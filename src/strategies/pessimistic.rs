//! Pessimistic row-lock increment.
//!
//! Acquires the row's exclusive lock with a read-with-lock primitive
//! (`SELECT ... FOR UPDATE`), then computes and writes the new value while
//! the lock serializes every concurrent increment on that row. Correct, at
//! the cost of throughput bounded by the lock hold time.

use crate::error::Result;
use crate::txn::Session;

/// One lock-protected increment of the row at `key`.
///
/// The row lock is held until the caller ends the transaction.
pub fn apply<S: Session>(session: &mut S, key: u64) -> Result<()> {
    let row = session.select_for_update(key)?;
    session.update_count(key, row.count + 1)
}

#[cfg(test)]
mod tests {
    use super::*;
    use crate::txn::{memory::MemStore, Session, TransactionalStore};
    use std::sync::Arc;
    use std::thread;

    #[test]
    fn test_sequential_increments_are_exact() {
        let store = MemStore::new();
        let mut session = store.session().unwrap();
        session.upsert_row(1, 0, 0).unwrap();
        session.commit().unwrap();

        for _ in 0..5 {
            apply(&mut session, 1).unwrap();
            session.commit().unwrap();
        }
        assert_eq!(session.select(1).unwrap().count, 5);
    }

    #[test]
    fn test_concurrent_increments_never_lose() {
        let store = Arc::new(MemStore::new());
        let mut setup = store.session().unwrap();
        setup.upsert_row(1, 0, 0).unwrap();
        setup.commit().unwrap();

        let mut handles = vec![];
        for _ in 0..4 {
            let store = Arc::clone(&store);
            handles.push(thread::spawn(move || {
                let mut session = store.session().unwrap();
                for _ in 0..100 {
                    apply(&mut session, 1).unwrap();
                    session.commit().unwrap();
                }
            }));
        }
        for handle in handles {
            handle.join().unwrap();
        }

        let mut check = store.session().unwrap();
        assert_eq!(check.select(1).unwrap().count, 400);
    }
}
//! Atomic expression increment.
//!
//! Issues a single `count = count + 1` statement; the store computes the new
//! value server-side within one atomic statement, so there is no read the
//! caller could act on stale. Correct under any isolation level.

use crate::error::Result;
use crate::txn::Session;

/// One server-side increment of the row at `key`.
pub fn apply<S: Session>(session: &mut S, key: u64) -> Result<()> {
    session.increment_in_place(key)?;
    Ok(())
}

== == ==

→ WHAT THE TASK REQUIRES:
Filter the entries and copy each line with "computes".

→ REPLY TO THE EXERCISE:
//! (`SELECT ... FOR UPDATE`), then computes and writes the new value while
//! Issues a single `count = count + 1` statement; the store computes the new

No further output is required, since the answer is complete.